Image of Nancy LeaMond, AARP

It’s time to allow visits in long-term care settings and encourage greater staff vaccination along the way, eldercare advocates say.

With most nursing home residents and many senior living residents now at least partly vaccinated against COVID-19, cases in these facilities down, and more Americans getting vaccinated overall, the AARP and the American Seniors Housing Association this week have asked state and federal health officials to ease restrictions and begin allowing residents to receive visits by loved ones.

“We believe there is a critical need for an update to the guidance and criteria for in-person visitation to allow more families to safely visit their loved ones,” Nancy LeaMond, AARP executive vice president and chief advocacy and engagement officer, urged the Centers for Medicare & Medicaid Services in a letter sent Tuesday. 

The organization has heard from thousands of families about the challenges of trying to see loved ones and the memories missed, she said. But CMS has not modified its visitation policies since September.

ASHA likewise urged the nation’s governors to recognize the toll that visitation restrictions have taken on seniors’ mental health. In a letter also sent Tuesday, ASHA President David Schless called on state leaders to begin easing “harmful” restrictions in senior living communities, reported McKnight’s Senior Living.

“Given that the risk of senior living residents contracting COVID will be largely eliminated in the next four to six weeks due to effective resident vaccination, the strict visitation restrictions will be harming those you were previously seeking to protect.”

Address vaccine hesitancy, aim for 75% vaccination rate among staff

Long-term care industry advocates, meanwhile, are encouraging a nationwide goal of vaccinating 75% of the industry’s approximately 1.5 million nursing home workers by June 30. 

Staff members have lagged behind residents in accepting COVID-19 vaccinations for a variety of reasons.

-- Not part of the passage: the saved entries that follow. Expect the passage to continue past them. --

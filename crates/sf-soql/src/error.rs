//! Error types for sf-soql.

/// Result type alias for sf-soql operations.
pub type Result<T> = std::result::Result<T, Error>;

/// Error type for sf-soql operations.
#[derive(Debug, thiserror::Error)]
#[error("{kind}")]
pub struct Error {
    /// The kind of error that occurred.
    pub kind: ErrorKind,
    /// Optional source error.
    #[source]
    pub source: Option<Box<dyn std::error::Error + Send + Sync>>,
}

impl Error {
    /// Create a new error with the given kind.
    pub fn new(kind: ErrorKind) -> Self {
        Self { kind, source: None }
    }

    /// Create a new error with the given kind and source.
    pub fn with_source(
        kind: ErrorKind,
        source: impl std::error::Error + Send + Sync + 'static,
    ) -> Self {
        Self {
            kind,
            source: Some(Box::new(source)),
        }
    }

    /// Shorthand for a [`ErrorKind::Parse`] error.
    pub(crate) fn parse(message: impl Into<String>, soql: impl Into<String>) -> Self {
        Self::new(ErrorKind::Parse {
            message: message.into(),
            soql: soql.into(),
        })
    }

    /// Shorthand for a [`ErrorKind::Decode`] error.
    pub(crate) fn decode(message: impl Into<String>) -> Self {
        Self::new(ErrorKind::Decode(message.into()))
    }
}

/// The kind of error that occurred.
#[derive(Debug, thiserror::Error)]
pub enum ErrorKind {
    /// The query text could not be parsed. Carries the offending text.
    #[error("{message}: {soql:?}")]
    Parse { message: String, soql: String },

    /// The number of `%s` placeholders does not match the parameters.
    #[error("Query has {placeholders} placeholders but {params} parameters were given")]
    ParamCount { placeholders: usize, params: usize },

    /// A closing parenthesis without a matching opening one.
    #[error("Unbalanced parenthesis at position {position}")]
    UnbalancedParenthesis { position: usize },

    /// A bound value that has no SOQL or JSON form.
    #[error("Invalid parameter: {0}")]
    InvalidParam(String),

    /// A response did not have the shape the query implies.
    #[error("Unexpected response: {0}")]
    Decode(String),
}

impl From<serde_json::Error> for Error {
    fn from(err: serde_json::Error) -> Self {
        Error::with_source(ErrorKind::Decode(err.to_string()), err)
    }
}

The American Health Care Association and LeadingAge said they are working with the Centers for Disease Control and Prevention to continue educating these workers and encouraging them to consider getting the shot.

“It’s critical to acknowledge the reasons for vaccine hesitancy are real and varied, and staff concerns must be understood and thoughtfully addressed as we work toward this goal,” said Katie Smith Sloan, president and CEO of LeadingAge. 

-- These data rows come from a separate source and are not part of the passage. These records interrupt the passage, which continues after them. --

//! Per-alias token cache shared by all cursors of a connection.
//!
//! Each alias owns one slot holding an async mutex around the cached
//! [`AuthToken`]. The first caller that finds the slot empty performs the
//! login while holding the lock; every other caller waiting on the same
//! lock then sees the published token instead of logging in again.

use std::collections::HashMap;
use std::sync::{Arc, Mutex, PoisonError};

use futures::future::BoxFuture;
use tracing::{debug, info, instrument};

use crate::error::{Error, ErrorKind, Result};
use crate::token::AuthToken;

/// A way of obtaining an [`AuthToken`].
pub trait Authenticator: Send + Sync + std::fmt::Debug {
    /// Perform one authentication round-trip.
    fn authenticate(&self) -> BoxFuture<'_, Result<AuthToken>>;

    /// Whether [`authenticate`](Self::authenticate) can yield a different
    /// token than before. Fixed tokens cannot be refreshed.
    fn can_reauthenticate(&self) -> bool {
        true
    }
}

struct AuthSlot {
    authenticator: Arc<dyn Authenticator>,
    token: tokio::sync::Mutex<Option<AuthToken>>,
}

impl std::fmt::Debug for AuthSlot {
    fn fmt(&self, f: &mut std::fmt::Formatter<'_>) -> std::fmt::Result {
        f.debug_struct("AuthSlot")
            .field("authenticator", &self.authenticator)
            .finish_non_exhaustive()
    }
}

/// Registry of token slots keyed by connection alias.
///
/// Construct one per process (or per test) and hand out [`AuthHandle`]s.
#[derive(Debug, Default)]
pub struct AuthenticationProvider {
    slots: Mutex<HashMap<String, Arc<AuthSlot>>>,
}

impl AuthenticationProvider {
    /// Create an empty provider.
    pub fn new() -> Self {
        Self::default()
    }

    /// Register the authenticator for `alias` and return its handle.
    ///
    /// Registering an alias again replaces the authenticator and drops the
    /// cached token; handles obtained earlier keep the old slot.
    pub fn register(
        &self,
        alias: impl Into<String>,
        authenticator: Arc<dyn Authenticator>,
    ) -> AuthHandle {
        let alias = alias.into();
        let slot = Arc::new(AuthSlot {
            authenticator,
            token: tokio::sync::Mutex::new(None),
        });
        self.lock_slots().insert(alias.clone(), Arc::clone(&slot));
        AuthHandle {
            alias: alias.into(),
            slot,
        }
    }

    /// The handle for a registered alias.
    pub fn handle(&self, alias: &str) -> Result<AuthHandle> {
        self.lock_slots()
            .get(alias)
            .map(|slot| AuthHandle {
                alias: alias.into(),
                slot: Arc::clone(slot),
            })
            .ok_or_else(|| Error::new(ErrorKind::UnknownAlias(alias.to_string())))
    }

    /// Registered aliases, sorted.
    pub fn aliases(&self) -> Vec<String> {
        let mut aliases: Vec<String> = self.lock_slots().keys().cloned().collect();
        aliases.sort();
        aliases
    }

    fn lock_slots(&self) -> std::sync::MutexGuard<'_, HashMap<String, Arc<AuthSlot>>> {
        self.slots.lock().unwrap_or_else(PoisonError::into_inner)
    }
}

/// Cheap, clonable access to one alias's token slot.
#[derive(Debug, Clone)]
pub struct AuthHandle {
    alias: Arc<str>,
    slot: Arc<AuthSlot>,
}

impl AuthHandle {
    /// Create a handle that is not part of any provider.
    pub fn standalone(alias: impl Into<String>, authenticator: Arc<dyn Authenticator>) -> Self {
        Self {
            alias: alias.into().into(),
            slot: Arc::new(AuthSlot {
                authenticator,
                token: tokio::sync::Mutex::new(None),
            }),
        }
    }

    /// The connection alias.
    pub fn alias(&self) -> &str {
        &self.alias
    }

    /// The cached token, authenticating first if there is none.
    #[instrument(skip(self), fields(alias = %self.alias))]
    pub async fn token(&self) -> Result<AuthToken> {
        let mut cached = self.slot.token.lock().await;
        if let Some(ref token) = *cached {
            return Ok(token.clone());
        }
        debug!("No cached token, authenticating");
        let token = self.slot.authenticator.authenticate().await?;
        *cached = Some(token.clone());
        Ok(token)
    }

    /// The cached token, without authenticating.
    pub async fn cached(&self) -> Option<AuthToken> {
        self.slot.token.lock().await.clone()
    }

    /// Drop the cached token; the next [`token`](Self::token) call logs in again.
    pub async fn forget(&self) {
        *self.slot.token.lock().await = None;
    }

    /// Replace a token the server reported as invalid.
    ///
    /// When another caller already replaced `stale_access_token`, the newer
    /// cached token is returned without another round-trip.
    #[instrument(skip(self, stale_access_token), fields(alias = %self.alias))]
    pub async fn reauthenticate(&self, stale_access_token: &str) -> Result<AuthToken> {
        if !self.slot.authenticator.can_reauthenticate() {
            return Err(Error::new(ErrorKind::CannotReauthenticate(
                self.alias.to_string(),
            )));
        }

        let mut cached = self.slot.token.lock().await;
        if let Some(ref token) = *cached {
            if token.access_token() != stale_access_token {
                debug!("Token already refreshed by another caller");
                return Ok(token.clone());
            }
        }

        info!("Re-authenticating after invalid session");
        *cached = None;
        let token = self.slot.authenticator.authenticate().await?;
        *cached = Some(token.clone());
        Ok(token)
    }
}

#[cfg(test)]
mod tests {
    use super::*;
    use crate::static_token::StaticTokenAuth;
    use std::sync::atomic::{AtomicU32, Ordering};
    use std::time::Duration;

    #[derive(Debug, Default)]
    struct CountingAuth {
        calls: AtomicU32,
    }

    impl Authenticator for CountingAuth {
        fn authenticate(&self) -> BoxFuture<'_, Result<AuthToken>> {
            Box::pin(async move {
                let n = self.calls.fetch_add(1, Ordering::SeqCst) + 1;
                tokio::time::sleep(Duration::from_millis(20)).await;
                Ok(AuthToken::new(format!("token-{n}"), "https://na1.salesforce.com"))
            })
        }
    }

    #[tokio::test]
    async fn test_token_is_cached() {
        let auth = Arc::new(CountingAuth::default());
        let handle = AuthHandle::standalone("default", auth.clone());

        assert!(handle.cached().await.is_none());
        assert_eq!(handle.token().await.unwrap().access_token(), "token-1");
        assert_eq!(handle.token().await.unwrap().access_token(), "token-1");
        assert_eq!(auth.calls.load(Ordering::SeqCst), 1);
    }

    #[tokio::test]
    async fn test_concurrent_callers_authenticate_once() {
        let auth = Arc::new(CountingAuth::default());
        let provider = AuthenticationProvider::new();
        provider.register("default", auth.clone());

        let mut tasks = Vec::new();
        for _ in 0..8 {
            let handle = provider.handle("default").unwrap();
            tasks.push(tokio::spawn(async move { handle.token().await }));
        }
        for task in tasks {
            assert_eq!(task.await.unwrap().unwrap().access_token(), "token-1");
        }
        assert_eq!(auth.calls.load(Ordering::SeqCst), 1);
    }

    #[tokio::test]
    async fn test_forget_forces_new_login() {
        let auth = Arc::new(CountingAuth::default());
        let handle = AuthHandle::standalone("default", auth.clone());

        handle.token().await.unwrap();
        handle.forget().await;
        assert_eq!(handle.token().await.unwrap().access_token(), "token-2");
    }

    #[tokio::test]
    async fn test_reauthenticate_is_coalesced() {
        let auth = Arc::new(CountingAuth::default());
        let handle = AuthHandle::standalone("default", auth.clone());
        let stale = handle.token().await.unwrap();

        let (a, b) = tokio::join!(
            handle.reauthenticate(stale.access_token()),
            handle.reauthenticate(stale.access_token())
        );
        assert_eq!(a.unwrap().access_token(), "token-2");
        assert_eq!(b.unwrap().access_token(), "token-2");
        assert_eq!(auth.calls.load(Ordering::SeqCst), 2);
    }

    #[tokio::test]
    async fn test_static_token_cannot_reauthenticate() {
        let handle = AuthHandle::standalone(
            "external",
            Arc::new(StaticTokenAuth::new("tok", "https://na1.salesforce.com")),
        );
        assert_eq!(handle.token().await.unwrap().access_token(), "tok");
        let err = handle.reauthenticate("tok").await.unwrap_err();
        assert!(matches!(err.kind, ErrorKind::CannotReauthenticate(ref a) if a == "external"));
    }

    #[test]
    fn test_unknown_alias() {
        let provider = AuthenticationProvider::new();
        provider.register("b", Arc::new(CountingAuth::default()));
        provider.register("a", Arc::new(CountingAuth::default()));
        assert_eq!(provider.aliases(), vec!["a", "b"]);
        let err = provider.handle("missing").unwrap_err();
        assert!(matches!(err.kind, ErrorKind::UnknownAlias(_)));
    }

    #[tokio::test]
    async fn test_providers_are_isolated() {
        let first = AuthenticationProvider::new();
        let second = AuthenticationProvider::new();
        first.register("default", Arc::new(CountingAuth::default()));
        assert!(second.handle("default").is_err());
    }
}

“Many of our staff continue to be excited about the vaccines and the hope they represent, but some caregivers still have questions,” added Mark Parkinson, president and CEO of AHCA. “We are continuing to inform our staff about the credibility and safety of the vaccines through our #GetVaccinated campaign, and we hope this goal will further encourage more of our staff members to get the vaccine.”

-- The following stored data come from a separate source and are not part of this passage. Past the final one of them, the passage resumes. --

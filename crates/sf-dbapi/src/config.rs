//! Connection configuration.

use std::collections::BTreeSet;

use busbar_sf_client::{ClientConfig, DEFAULT_API_VERSION};
use busbar_sf_soql::RowType;

/// Error codes of a 404 on DELETE that mean the record is already gone.
pub const DEFAULT_NOOP_DELETE_ERROR_CODES: [&str; 2] =
    ["ENTITY_IS_DELETED", "INVALID_CROSS_REFERENCE_KEY"];

/// Alias used when none is configured.
pub const DEFAULT_ALIAS: &str = "default";

/// How writes of more than one record are sent.
#[derive(Debug, Clone, Copy, Default, PartialEq, Eq)]
pub enum BatchMode {
    /// SObject Collections: up to 200 records per request.
    #[default]
    Collections,
    /// Composite API: up to 25 subrequests per request.
    Composite,
}

/// Configuration for one connection alias.
#[derive(Debug, Clone)]
pub struct DatabaseConfig {
    /// Logical connection name.
    pub alias: String,
    /// REST API version without the `v`, e.g. `62.0`.
    pub api_version: String,
    /// HTTP client settings (timeouts, pool, user agent).
    pub client: ClientConfig,
    /// Protocol for multi-record writes.
    pub batch_mode: BatchMode,
    /// Default `allOrNone` flag for inserts and updates.
    pub all_or_none: bool,
    /// Defer login until the first request.
    pub lazy_connect: bool,
    /// 404 error codes treated as an already deleted record.
    pub noop_delete_error_codes: BTreeSet<String>,
    /// Row shape produced by cursors.
    pub row_type: RowType,
}

impl Default for DatabaseConfig {
    fn default() -> Self {
        Self {
            alias: DEFAULT_ALIAS.to_string(),
            api_version: DEFAULT_API_VERSION.to_string(),
            client: ClientConfig::default(),
            batch_mode: BatchMode::default(),
            all_or_none: false,
            lazy_connect: true,
            noop_delete_error_codes: DEFAULT_NOOP_DELETE_ERROR_CODES
                .iter()
                .map(|code| code.to_string())
                .collect(),
            row_type: RowType::default(),
        }
    }
}

impl DatabaseConfig {
    /// Create a builder for the given alias.
    pub fn builder(alias: impl Into<String>) -> DatabaseConfigBuilder {
        DatabaseConfigBuilder {
            config: DatabaseConfig {
                alias: alias.into(),
                ..Default::default()
            },
        }
    }

    /// Whether a 404 error code on DELETE means the record is already gone.
    pub fn is_noop_delete_code(&self, error_code: &str) -> bool {
        self.noop_delete_error_codes.contains(error_code)
    }
}

/// Builder for [`DatabaseConfig`].
#[derive(Debug)]
pub struct DatabaseConfigBuilder {
    config: DatabaseConfig,
}

impl DatabaseConfigBuilder {
    pub fn api_version(mut self, version: impl Into<String>) -> Self {
        self.config.api_version = version.into();
        self
    }

    pub fn client(mut self, client: ClientConfig) -> Self {
        self.config.client = client;
        self
    }

    pub fn batch_mode(mut self, mode: BatchMode) -> Self {
        self.config.batch_mode = mode;
        self
    }

    pub fn all_or_none(mut self, enabled: bool) -> Self {
        self.config.all_or_none = enabled;
        self
    }

    pub fn lazy_connect(mut self, lazy: bool) -> Self {
        self.config.lazy_connect = lazy;
        self
    }

    /// Add an error code to the set treated as an already deleted record.
    pub fn noop_delete_error_code(mut self, code: impl Into<String>) -> Self {
        self.config.noop_delete_error_codes.insert(code.into());
        self
    }

    /// Replace the whole set of no-op delete error codes.
    pub fn noop_delete_error_codes<I, S>(mut self, codes: I) -> Self
    where
        I: IntoIterator<Item = S>,
        S: Into<String>,
    {
        self.config.noop_delete_error_codes = codes.into_iter().map(Into::into).collect();
        self
    }

    pub fn row_type(mut self, row_type: RowType) -> Self {
        self.config.row_type = row_type;
        self
    }

    pub fn build(self) -> DatabaseConfig {
        self.config
    }
}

LeadingAge is working with the Biden administration to ensure that staff members have the “information, conversations and support” they need to get vaccinated, Smith Sloan said.

To this end, the organization also is partnering with the Black Coalition Against COVID, or BCAC, as sponsors of a national town hall on March 4. The meeting will address vaccine concerns among all levels of staff working in long-term care communities.

“Real progress has been made in vaccinating nursing home residents. Now we must also achieve high rates of staff vaccinations,” Smith Sloan said.